The report, entitled “Promises Made, Promises Kept,” explains how systemic turmoil beginning with the 2008 financial crisis has been exacerbated by corporate bankruptcies, congressional inaction and poor fund management and has put several employer pension plans at risk of steep benefit cuts.

“The workers covered by these plans were not at fault, but if the plans had failed, the benefits of 1.3 million union members could have been cut by 98%,” the report said.

According to the report, the problem became apparent in 2017, but will not be resolved until 2021 – after former President Donald Trump left office and the Democratic Party gained a majority in the US Senate.

“After giant hedge funds and big banks destroyed our economy and threatened our pension funds, Democrats stepped up to protect our union workers,” Warren told the Herald. “I have fought hard with the Biden-Harris Administration to ensure that Massachusetts Teamsters and other union workers can continue to rely on the pension funds they have earned.”

According to the report, the problem actually began with the housing market crash of 2008, when many pension funds invested heavily in “junk and mortgage bonds.”

One such plan, the Central States Retirement Fund, which managed the pension funds of more than 600,000 Teamsters members, lost more than $11 billion in the financial crisis, falling 42% in just 15 months.

By 2018, more than 15% of multiemployer pension plans are “likely to become insolvent by 2037 and run out of funds to pay benefits owed to participants.”

“Workers with insolvent MPPs will likely face significant reductions in pension benefits. As a result, approximately 2 million union workers in more than 200 MPPs are at risk of not receiving all the benefits they need to support themselves and their families in retirement,” the report said.

US Senator Sherrod Brown from Ohio introduced the bill, Butch Lewis Act of 2017which was aimed at maintaining these funds, but it stalled in committee.

Meanwhile, the problem remained, and by 2021, amid the fallout from the COVID-19 pandemic, “the threat to workers’ pensions has increased.
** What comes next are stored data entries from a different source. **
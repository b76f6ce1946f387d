//! Static catalog of the models offered to the client.
//!
//! The catalog drives model selection in the UI. Routing does not consult it;
//! see [`ProviderKind::from_model_id`](crate::llm::ProviderKind::from_model_id).

use serde::Serialize;

use crate::llm::ProviderKind;

/// Id of the primary model, used when a request names none.
pub const DEFAULT_MODEL_ID: &str = "gpt-5";

/// One entry in the model catalog.
#[derive(Debug, Clone, PartialEq, Eq, Serialize)]
pub struct ModelInfo {
    pub id: &'static str,
    pub name: &'static str,
    pub provider: ProviderKind,
    #[serde(skip_serializing_if = "Option::is_none")]
    pub description: Option<&'static str>,
}

/// Available models, primary first.
pub const AVAILABLE_MODELS: &[ModelInfo] = &[
    ModelInfo {
        id: "gpt-5",
        name: "GPT-5",
        provider: ProviderKind::OpenAi,
        description: Some("Latest OpenAI model"),
    },
    ModelInfo {
        id: "gpt-4o",
        name: "GPT-4 Turbo",
        provider: ProviderKind::OpenAi,
        description: Some("Fast and capable"),
    },
    ModelInfo {
        id: "deepseek-chat",
        name: "DeepSeek Chat",
        provider: ProviderKind::DeepSeek,
        description: Some("DeepSeek conversational model"),
    },
    ModelInfo {
        id: "deepseek-coder",
        name: "DeepSeek Coder",
        provider: ProviderKind::DeepSeek,
        description: Some("Specialized for coding tasks"),
    },
];

/// Exact-match lookup by id.
pub fn find_model(id: &str) -> Option<&'static ModelInfo> {
    AVAILABLE_MODELS.iter().find(|m| m.id == id)
}
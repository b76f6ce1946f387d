//! In-process storage backends.

pub mod chat;

pub use chat::InMemoryChatRepository;
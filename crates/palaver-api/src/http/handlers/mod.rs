//! HTTP request handlers for the REST API.

pub mod message;
pub mod model;
pub mod session;
pub mod upload;

use uuid::Uuid;

use palaver_types::error::ChatError;

use crate::http::error::AppError;

/// Parse a session id from a path segment. A malformed id names no session.
pub(crate) fn parse_session_id(s: &str) -> Result<Uuid, AppError> {
    s.parse::<Uuid>()
        .map_err(|_| AppError::Chat(ChatError::SessionNotFound))
}

/// Parse a message id from a path segment. A malformed id names no message.
pub(crate) fn parse_message_id(s: &str) -> Result<Uuid, AppError> {
    s.parse::<Uuid>()
        .map_err(|_| AppError::Chat(ChatError::MessageNotFound))
}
At the time, about 1.3 million MPP participants were on the verge of insolvency, putting up to 98% of their retirement income at risk” by 2025.

The problem was resolved, the Warren report said, with the passage of the American Rescue Plan Act, which included the Brown bill of 2017 and which only came about thanks to the actions of Democratic lawmakers in Congress and the Biden-Harris administration.

“The Union Pension Preservation Act passed despite the opposition of all Republican members of Congress, with Vice President Harris casting the deciding vote,” the report said.

Thanks to ARPA, the Pension Benefit Guaranty Corporation that insured those plans was secured for “at least 20 years,” and potentially insolvent pensions are now covered until 2051, the report said.

This includes pensions covering “640,332 participants in the transport industry, 61,474 participants
construction industry, 50,238 from the entertainment industry, 445 from the fishing industry, 5,248 from the hospitality industry, 245,897 from the manufacturing industry, 163,414 from the printing industry and 204,170 from the service industry”, and “more than 35,000 union workers and retirees living in Massachusetts.”

A spokesman for Republican John Deaton, who is running against Warren in the 2024 election, said Warren’s report did not mention families she did not help.